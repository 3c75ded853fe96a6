use miette::Result;

fn main() -> Result<()> {
    sandhika::cli::run()?;
    Ok(())
}
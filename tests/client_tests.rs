use contentmonetizer::clients::stats::{CommunityStats, HttpCommunityStats};
use contentmonetizer::clients::{GitHubClient, YouTubeClient};
use contentmonetizer::PipelineError;
use mockito::Matcher;
use pretty_assertions::assert_eq;
use serde_json::json;

mod common;
use common::*;

#[tokio::test]
async fn test_github_repository_metadata() {
    setup_test_logger();
    let mut server = setup_test_server().await;
    let _repo = server
        .mock("GET", "/repos/rust-lang/mdBook")
        .with_status(200)
        .with_header("content-type", "application/json")
        .with_body(
            json!({
                "full_name": "rust-lang/mdBook",
                "description": "Create book from markdown files",
                "language": "Rust",
                "stargazers_count": 17000,
                "forks_count": 1500,
                "open_issues_count": 300,
                "subscribers_count": 160,
                "default_branch": "master",
                "license": {"spdx_id": "MPL-2.0"},
                "topics": ["markdown", "book"],
                "html_url": "https://github.com/rust-lang/mdBook"
            })
            .to_string(),
        )
        .create_async()
        .await;
    let _languages = server
        .mock("GET", "/repos/rust-lang/mdBook/languages")
        .with_status(200)
        .with_body(r#"{"Rust": 90000, "JavaScript": 12000}"#)
        .create_async()
        .await;
    let _readme = server
        .mock("GET", "/repos/rust-lang/mdBook/readme")
        .with_status(200)
        // "# mdBook\n" base64 encoded, wrapped the way the API wraps it
        .with_body(r#"{"content": "IyBtZEJv\nb2sK\n", "encoding": "base64"}"#)
        .create_async()
        .await;

    let client = GitHubClient::with_base_url(Some("test-token"), &server.url()).unwrap();

    let info = client.get_repository("rust-lang", "mdBook").await.unwrap();
    assert_eq!(info.full_name, "rust-lang/mdBook");
    assert_eq!(info.language.as_deref(), Some("Rust"));
    assert_eq!(info.stars, 17000);
    assert_eq!(info.license.as_deref(), Some("MPL-2.0"));
    assert_eq!(info.topics, vec!["markdown".to_string(), "book".to_string()]);

    let languages = client.get_languages("rust-lang", "mdBook").await.unwrap();
    assert_eq!(languages.get("Rust"), Some(&90000));

    let readme = client.get_readme("rust-lang", "mdBook").await.unwrap();
    assert_eq!(readme, "# mdBook\n");
}

#[tokio::test]
async fn test_github_rate_limit() {
    let mut server = setup_test_server().await;
    let _m = server
        .mock("GET", "/repos/rust-lang/rust")
        .with_status(403)
        .with_header("content-type", "application/json")
        .with_body(r#"{"message": "API rate limit exceeded"}"#)
        .create_async()
        .await;

    let client = GitHubClient::with_base_url(None, &server.url()).unwrap();
    let result = client.get_repository("rust-lang", "rust").await;
    assert!(matches!(result, Err(PipelineError::RateLimitExceeded(_))));
}

#[tokio::test]
async fn test_github_invalid_repo() {
    let mut server = setup_test_server().await;
    let _m = server
        .mock("GET", "/repos/invalid/repo")
        .with_status(404)
        .with_body(r#"{"message": "Not Found"}"#)
        .create_async()
        .await;

    let client = GitHubClient::with_base_url(None, &server.url()).unwrap();
    let result = client.get_repository("invalid", "repo").await;
    assert!(matches!(result, Err(PipelineError::GitHubApi(_))));
}

#[tokio::test]
async fn test_github_remaining_quota() {
    let mut server = setup_test_server().await;
    let _m = server
        .mock("GET", "/rate_limit")
        .with_status(200)
        .with_body(r#"{"resources": {"core": {"limit": 60, "remaining": 3}}}"#)
        .create_async()
        .await;

    let client = GitHubClient::with_base_url(None, &server.url()).unwrap();
    assert_eq!(client.check_rate_limit().await.unwrap(), 3);
}

#[tokio::test]
async fn test_youtube_channel_videos_follow_pages() {
    let mut server = setup_test_server().await;
    let _channel = server
        .mock("GET", "/channels")
        .match_query(Matcher::UrlEncoded("id".into(), "UC123".into()))
        .with_status(200)
        .with_body(
            json!({
                "items": [{
                    "snippet": {"title": "Dev Channel", "description": "Tutorials"},
                    "contentDetails": {"relatedPlaylists": {"uploads": "UU123"}},
                    "statistics": {"subscriberCount": "1200", "videoCount": "3", "viewCount": "50000"}
                }]
            })
            .to_string(),
        )
        .create_async()
        .await;
    let _first_page = server
        .mock("GET", "/playlistItems")
        .match_query(Matcher::AllOf(vec![
            Matcher::UrlEncoded("playlistId".into(), "UU123".into()),
            Matcher::UrlEncoded("maxResults".into(), "2".into()),
        ]))
        .with_status(200)
        .with_body(
            json!({
                "nextPageToken": "page2",
                "items": [
                    {"snippet": {"title": "One", "publishedAt": "2024-03-01T00:00:00Z", "resourceId": {"videoId": "v1"}}},
                    {"snippet": {"title": "Deleted video", "resourceId": {}}}
                ]
            })
            .to_string(),
        )
        .create_async()
        .await;
    let _second_page = server
        .mock("GET", "/playlistItems")
        .match_query(Matcher::UrlEncoded("pageToken".into(), "page2".into()))
        .with_status(200)
        .with_body(
            json!({
                "items": [
                    {"snippet": {"title": "Two", "resourceId": {"videoId": "v2"}}},
                    {"snippet": {"title": "Three", "resourceId": {"videoId": "v3"}}}
                ]
            })
            .to_string(),
        )
        .create_async()
        .await;

    let client = YouTubeClient::with_base_url("test-key", &server.url()).unwrap();

    let channel = client.get_channel_info("UC123").await.unwrap();
    assert_eq!(channel.title, "Dev Channel");
    assert_eq!(channel.subscriber_count, 1200);

    let videos = client.get_channel_videos("UC123", 2).await.unwrap();
    let ids: Vec<&str> = videos.iter().map(|v| v.video_id.as_str()).collect();
    assert_eq!(ids, vec!["v1", "v2"]);
}

#[tokio::test]
async fn test_youtube_uploads_of_fetched_channel_skip_second_lookup() {
    let mut server = setup_test_server().await;
    let channel_mock = server
        .mock("GET", "/channels")
        .match_query(Matcher::UrlEncoded("id".into(), "UC456".into()))
        .with_status(200)
        .with_body(
            json!({
                "items": [{
                    "snippet": {"title": "Rust Talks"},
                    "contentDetails": {"relatedPlaylists": {"uploads": "UU456"}},
                    "statistics": {}
                }]
            })
            .to_string(),
        )
        .expect(1)
        .create_async()
        .await;
    let _uploads = server
        .mock("GET", "/playlistItems")
        .match_query(Matcher::UrlEncoded("playlistId".into(), "UU456".into()))
        .with_status(200)
        .with_body(r#"{"items": [{"snippet": {"title": "Async", "resourceId": {"videoId": "a1"}}}]}"#)
        .create_async()
        .await;

    let client = YouTubeClient::with_base_url("test-key", &server.url()).unwrap();
    let channel = client.get_channel_info("UC456").await.unwrap();
    let videos = client.get_uploads(&channel, 5).await.unwrap();

    assert_eq!(videos.len(), 1);
    assert_eq!(videos[0].video_id, "a1");
    channel_mock.assert_async().await;
}

#[tokio::test]
async fn test_youtube_channel_without_uploads_playlist() {
    let server = setup_test_server().await;
    let client = YouTubeClient::with_base_url("test-key", &server.url()).unwrap();
    let channel = contentmonetizer::clients::youtube::ChannelRecord {
        channel_id: "UC789".into(),
        ..Default::default()
    };

    let result = client.get_uploads(&channel, 5).await;
    assert!(matches!(result, Err(PipelineError::YouTubeApi(_))));
}

#[tokio::test]
async fn test_youtube_unknown_video() {
    let mut server = setup_test_server().await;
    let _m = server
        .mock("GET", "/videos")
        .match_query(Matcher::Any)
        .with_status(200)
        .with_body(r#"{"items": []}"#)
        .create_async()
        .await;

    let client = YouTubeClient::with_base_url("test-key", &server.url()).unwrap();
    let result = client.get_video_details("missing").await;
    assert!(matches!(result, Err(PipelineError::YouTubeApi(_))));
}

#[tokio::test]
async fn test_youtube_quota_exceeded() {
    let mut server = setup_test_server().await;
    let _m = server
        .mock("GET", "/videos")
        .match_query(Matcher::Any)
        .with_status(403)
        .with_body(r#"{"error": {"message": "quotaExceeded"}}"#)
        .create_async()
        .await;

    let client = YouTubeClient::with_base_url("test-key", &server.url()).unwrap();
    let result = client.get_video_details("abc").await;
    assert!(matches!(result, Err(PipelineError::RateLimitExceeded(_))));
}

#[tokio::test]
async fn test_community_stats_read_zero_on_failure() {
    let mut server = setup_test_server().await;
    let _questions = server
        .mock("GET", "/questions")
        .match_query(Matcher::UrlEncoded("tagged".into(), "rust".into()))
        .with_status(200)
        .with_body(r#"{"total": 4200}"#)
        .create_async()
        .await;
    let _downloads = server
        .mock("GET", "/downloads/point/last-month/react")
        .with_status(500)
        .create_async()
        .await;

    let stats = HttpCommunityStats::new(&server.url(), &server.url()).unwrap();
    assert_eq!(stats.stack_overflow_questions("Rust").await, 4200);
    assert_eq!(stats.npm_downloads("react").await, 0);
}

+--

**WHAT IS EXPECTED:** From the entries above, return exactly the line containing "use contentmonetizer::PipelineError;", the line containing "let _readme = server", and all lines between, and nothing else.

**EXERCISE RESULT:**
use contentmonetizer::PipelineError;
use mockito::Matcher;
use pretty_assertions::assert_eq;
use serde_json::json;

mod common;
use common::*;

#[tokio::test]
async fn test_github_repository_metadata() {
    setup_test_logger();
    let mut server = setup_test_server().await;
    let _repo = server
        .mock("GET", "/repos/rust-lang/mdBook")
        .with_status(200)
        .with_header("content-type", "application/json")
        .with_body(
            json!({
                "full_name": "rust-lang/mdBook",
                "description": "Create book from markdown files",
                "language": "Rust",
                "stargazers_count": 17000,
                "forks_count": 1500,
                "open_issues_count": 300,
                "subscribers_count": 160,
                "default_branch": "master",
                "license": {"spdx_id": "MPL-2.0"},
                "topics": ["markdown", "book"],
                "html_url": "https://github.com/rust-lang/mdBook"
            })
            .to_string(),
        )
        .create_async()
        .await;
    let _languages = server
        .mock("GET", "/repos/rust-lang/mdBook/languages")
        .with_status(200)
        .with_body(r#"{"Rust": 90000, "JavaScript": 12000}"#)
        .create_async()
        .await;
    let _readme = server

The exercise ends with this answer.